WHAT TO WORK ON:
The answer should be an exact repeat of the stretch of material below from the line containing "filename libs/aniracetam-core/src/types.rs" through the line containing "pub enum Quality".
====== PROVIDED RECORDS
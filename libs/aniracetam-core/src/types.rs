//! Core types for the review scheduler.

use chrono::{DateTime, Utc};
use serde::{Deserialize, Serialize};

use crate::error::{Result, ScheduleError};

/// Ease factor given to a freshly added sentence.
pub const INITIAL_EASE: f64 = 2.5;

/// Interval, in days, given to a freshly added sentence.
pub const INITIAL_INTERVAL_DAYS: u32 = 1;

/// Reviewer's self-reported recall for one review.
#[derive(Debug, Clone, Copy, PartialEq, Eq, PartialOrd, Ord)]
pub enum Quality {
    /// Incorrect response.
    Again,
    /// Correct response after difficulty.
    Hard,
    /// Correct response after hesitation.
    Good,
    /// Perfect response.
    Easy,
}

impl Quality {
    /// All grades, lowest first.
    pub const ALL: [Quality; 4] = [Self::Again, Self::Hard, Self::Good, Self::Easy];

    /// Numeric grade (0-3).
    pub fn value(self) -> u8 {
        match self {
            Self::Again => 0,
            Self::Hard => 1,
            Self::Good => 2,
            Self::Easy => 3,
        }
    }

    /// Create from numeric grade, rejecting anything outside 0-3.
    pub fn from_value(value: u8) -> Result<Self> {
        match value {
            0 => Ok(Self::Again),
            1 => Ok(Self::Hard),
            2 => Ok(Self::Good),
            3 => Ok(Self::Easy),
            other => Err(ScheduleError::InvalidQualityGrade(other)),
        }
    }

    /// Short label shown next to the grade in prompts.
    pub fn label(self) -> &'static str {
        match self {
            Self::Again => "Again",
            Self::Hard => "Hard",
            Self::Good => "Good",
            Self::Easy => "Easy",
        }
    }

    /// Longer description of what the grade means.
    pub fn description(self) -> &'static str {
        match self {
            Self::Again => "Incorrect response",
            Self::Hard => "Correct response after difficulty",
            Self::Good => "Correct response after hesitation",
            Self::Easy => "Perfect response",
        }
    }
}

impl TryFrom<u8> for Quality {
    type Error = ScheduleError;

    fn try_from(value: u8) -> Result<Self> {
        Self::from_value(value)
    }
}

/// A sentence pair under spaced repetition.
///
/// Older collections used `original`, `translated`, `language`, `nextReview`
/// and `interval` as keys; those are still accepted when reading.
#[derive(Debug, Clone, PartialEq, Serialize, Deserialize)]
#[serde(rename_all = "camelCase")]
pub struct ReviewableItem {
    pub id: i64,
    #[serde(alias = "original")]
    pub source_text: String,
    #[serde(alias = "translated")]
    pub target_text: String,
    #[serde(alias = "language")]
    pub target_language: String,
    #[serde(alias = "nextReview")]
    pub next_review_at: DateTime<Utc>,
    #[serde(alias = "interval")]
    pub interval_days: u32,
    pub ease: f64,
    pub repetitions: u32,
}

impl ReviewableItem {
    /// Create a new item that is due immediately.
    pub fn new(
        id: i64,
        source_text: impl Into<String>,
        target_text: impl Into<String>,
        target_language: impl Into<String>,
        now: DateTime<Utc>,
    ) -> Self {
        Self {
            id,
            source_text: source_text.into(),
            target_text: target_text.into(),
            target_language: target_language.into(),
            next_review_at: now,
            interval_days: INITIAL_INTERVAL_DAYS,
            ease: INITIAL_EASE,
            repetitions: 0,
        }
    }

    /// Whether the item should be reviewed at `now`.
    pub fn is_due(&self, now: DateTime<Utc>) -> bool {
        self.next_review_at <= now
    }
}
============
====== PROVIDED RECORDS
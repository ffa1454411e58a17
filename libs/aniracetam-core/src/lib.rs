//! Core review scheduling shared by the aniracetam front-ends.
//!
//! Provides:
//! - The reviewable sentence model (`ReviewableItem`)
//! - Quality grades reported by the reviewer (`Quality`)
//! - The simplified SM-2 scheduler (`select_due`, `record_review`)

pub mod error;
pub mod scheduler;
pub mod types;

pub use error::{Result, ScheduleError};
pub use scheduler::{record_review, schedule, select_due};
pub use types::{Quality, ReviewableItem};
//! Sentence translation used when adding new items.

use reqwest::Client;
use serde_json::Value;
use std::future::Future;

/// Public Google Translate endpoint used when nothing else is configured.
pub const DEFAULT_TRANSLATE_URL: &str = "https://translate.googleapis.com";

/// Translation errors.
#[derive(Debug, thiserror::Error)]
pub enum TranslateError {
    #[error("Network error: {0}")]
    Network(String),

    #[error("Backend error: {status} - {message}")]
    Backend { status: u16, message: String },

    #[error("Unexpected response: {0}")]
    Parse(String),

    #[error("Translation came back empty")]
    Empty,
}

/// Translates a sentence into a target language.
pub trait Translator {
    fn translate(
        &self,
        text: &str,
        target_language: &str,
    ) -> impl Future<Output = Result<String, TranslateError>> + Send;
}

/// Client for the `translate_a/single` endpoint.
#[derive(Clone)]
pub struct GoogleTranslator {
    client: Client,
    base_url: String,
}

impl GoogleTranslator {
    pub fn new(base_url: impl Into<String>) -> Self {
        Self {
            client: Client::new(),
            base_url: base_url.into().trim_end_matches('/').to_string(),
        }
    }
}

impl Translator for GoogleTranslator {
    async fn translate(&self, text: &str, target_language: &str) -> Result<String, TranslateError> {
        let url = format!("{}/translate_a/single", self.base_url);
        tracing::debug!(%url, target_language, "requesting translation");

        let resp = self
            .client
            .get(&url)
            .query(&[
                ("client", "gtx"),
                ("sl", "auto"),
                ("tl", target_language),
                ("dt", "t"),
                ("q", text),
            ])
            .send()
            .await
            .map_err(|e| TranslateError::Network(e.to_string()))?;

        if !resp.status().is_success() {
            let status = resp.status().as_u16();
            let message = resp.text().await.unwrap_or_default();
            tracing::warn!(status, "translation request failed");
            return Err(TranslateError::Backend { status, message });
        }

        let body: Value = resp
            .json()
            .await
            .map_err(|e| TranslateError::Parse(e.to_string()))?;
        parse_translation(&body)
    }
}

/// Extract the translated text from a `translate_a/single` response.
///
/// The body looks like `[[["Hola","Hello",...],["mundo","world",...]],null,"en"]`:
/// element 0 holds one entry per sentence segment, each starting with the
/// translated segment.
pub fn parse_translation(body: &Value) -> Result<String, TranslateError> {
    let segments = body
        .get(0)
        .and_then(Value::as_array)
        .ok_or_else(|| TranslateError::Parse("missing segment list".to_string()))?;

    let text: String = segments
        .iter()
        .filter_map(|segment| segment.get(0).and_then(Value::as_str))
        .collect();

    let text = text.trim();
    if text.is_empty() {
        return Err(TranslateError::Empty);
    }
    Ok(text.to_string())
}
============
====== PROVIDED RECORDS
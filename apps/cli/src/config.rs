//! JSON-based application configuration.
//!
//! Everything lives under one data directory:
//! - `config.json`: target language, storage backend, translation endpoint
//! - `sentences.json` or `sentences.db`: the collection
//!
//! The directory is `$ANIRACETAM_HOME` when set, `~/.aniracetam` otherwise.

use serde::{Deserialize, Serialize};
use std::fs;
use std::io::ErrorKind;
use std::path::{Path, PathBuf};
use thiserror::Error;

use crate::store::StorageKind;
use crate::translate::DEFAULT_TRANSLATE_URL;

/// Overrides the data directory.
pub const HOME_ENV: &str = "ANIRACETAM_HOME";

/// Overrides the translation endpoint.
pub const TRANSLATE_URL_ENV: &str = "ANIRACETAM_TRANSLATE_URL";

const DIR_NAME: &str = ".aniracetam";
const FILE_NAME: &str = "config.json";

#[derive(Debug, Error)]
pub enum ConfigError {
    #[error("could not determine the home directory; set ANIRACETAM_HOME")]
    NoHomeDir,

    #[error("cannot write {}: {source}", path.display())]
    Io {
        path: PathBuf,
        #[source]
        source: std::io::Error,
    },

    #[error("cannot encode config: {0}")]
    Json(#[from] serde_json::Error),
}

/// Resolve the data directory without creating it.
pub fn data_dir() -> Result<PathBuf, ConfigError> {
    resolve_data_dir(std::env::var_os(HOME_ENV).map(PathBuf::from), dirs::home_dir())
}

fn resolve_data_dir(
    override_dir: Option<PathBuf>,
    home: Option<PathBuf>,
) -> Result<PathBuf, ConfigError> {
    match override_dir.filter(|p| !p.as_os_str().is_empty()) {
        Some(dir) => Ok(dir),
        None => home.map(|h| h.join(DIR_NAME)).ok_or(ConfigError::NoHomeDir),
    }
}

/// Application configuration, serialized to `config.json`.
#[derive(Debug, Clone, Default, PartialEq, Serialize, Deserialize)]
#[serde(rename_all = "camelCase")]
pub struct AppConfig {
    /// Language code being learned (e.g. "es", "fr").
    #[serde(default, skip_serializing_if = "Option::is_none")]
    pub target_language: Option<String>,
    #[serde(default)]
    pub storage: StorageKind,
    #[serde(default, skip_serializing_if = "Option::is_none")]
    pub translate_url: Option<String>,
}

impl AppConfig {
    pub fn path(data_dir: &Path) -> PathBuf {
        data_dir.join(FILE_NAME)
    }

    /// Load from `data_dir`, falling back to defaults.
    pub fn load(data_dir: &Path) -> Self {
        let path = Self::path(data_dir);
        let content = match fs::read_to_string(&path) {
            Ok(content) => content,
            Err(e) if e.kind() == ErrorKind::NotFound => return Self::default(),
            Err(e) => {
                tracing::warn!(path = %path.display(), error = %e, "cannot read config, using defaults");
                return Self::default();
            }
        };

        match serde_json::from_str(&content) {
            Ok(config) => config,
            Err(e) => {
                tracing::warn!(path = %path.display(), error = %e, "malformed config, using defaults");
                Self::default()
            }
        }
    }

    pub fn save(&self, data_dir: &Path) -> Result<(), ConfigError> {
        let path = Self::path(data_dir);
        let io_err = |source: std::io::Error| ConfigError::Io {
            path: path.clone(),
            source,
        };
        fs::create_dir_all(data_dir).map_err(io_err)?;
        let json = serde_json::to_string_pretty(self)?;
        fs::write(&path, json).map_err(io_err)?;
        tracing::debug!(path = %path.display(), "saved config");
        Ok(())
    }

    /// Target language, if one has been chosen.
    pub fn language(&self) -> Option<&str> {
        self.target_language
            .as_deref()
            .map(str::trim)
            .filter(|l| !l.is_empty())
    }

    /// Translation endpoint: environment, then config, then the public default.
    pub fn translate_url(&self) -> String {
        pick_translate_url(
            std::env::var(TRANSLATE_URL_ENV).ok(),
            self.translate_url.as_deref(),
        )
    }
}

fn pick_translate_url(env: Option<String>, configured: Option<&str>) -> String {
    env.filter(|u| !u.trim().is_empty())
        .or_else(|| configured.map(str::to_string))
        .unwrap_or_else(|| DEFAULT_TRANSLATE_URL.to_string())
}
============
SOLUTION TO THIS PROBLEM:
filename libs/aniracetam-core/src/types.rs
//! Core types for the review scheduler.

use chrono::{DateTime, Utc};
use serde::{Deserialize, Serialize};

use crate::error::{Result, ScheduleError};

/// Ease factor given to a freshly added sentence.
pub const INITIAL_EASE: f64 = 2.5;

/// Interval, in days, given to a freshly added sentence.
pub const INITIAL_INTERVAL_DAYS: u32 = 1;

/// Reviewer's self-reported recall for one review.
#[derive(Debug, Clone, Copy, PartialEq, Eq, PartialOrd, Ord)]
pub enum Quality {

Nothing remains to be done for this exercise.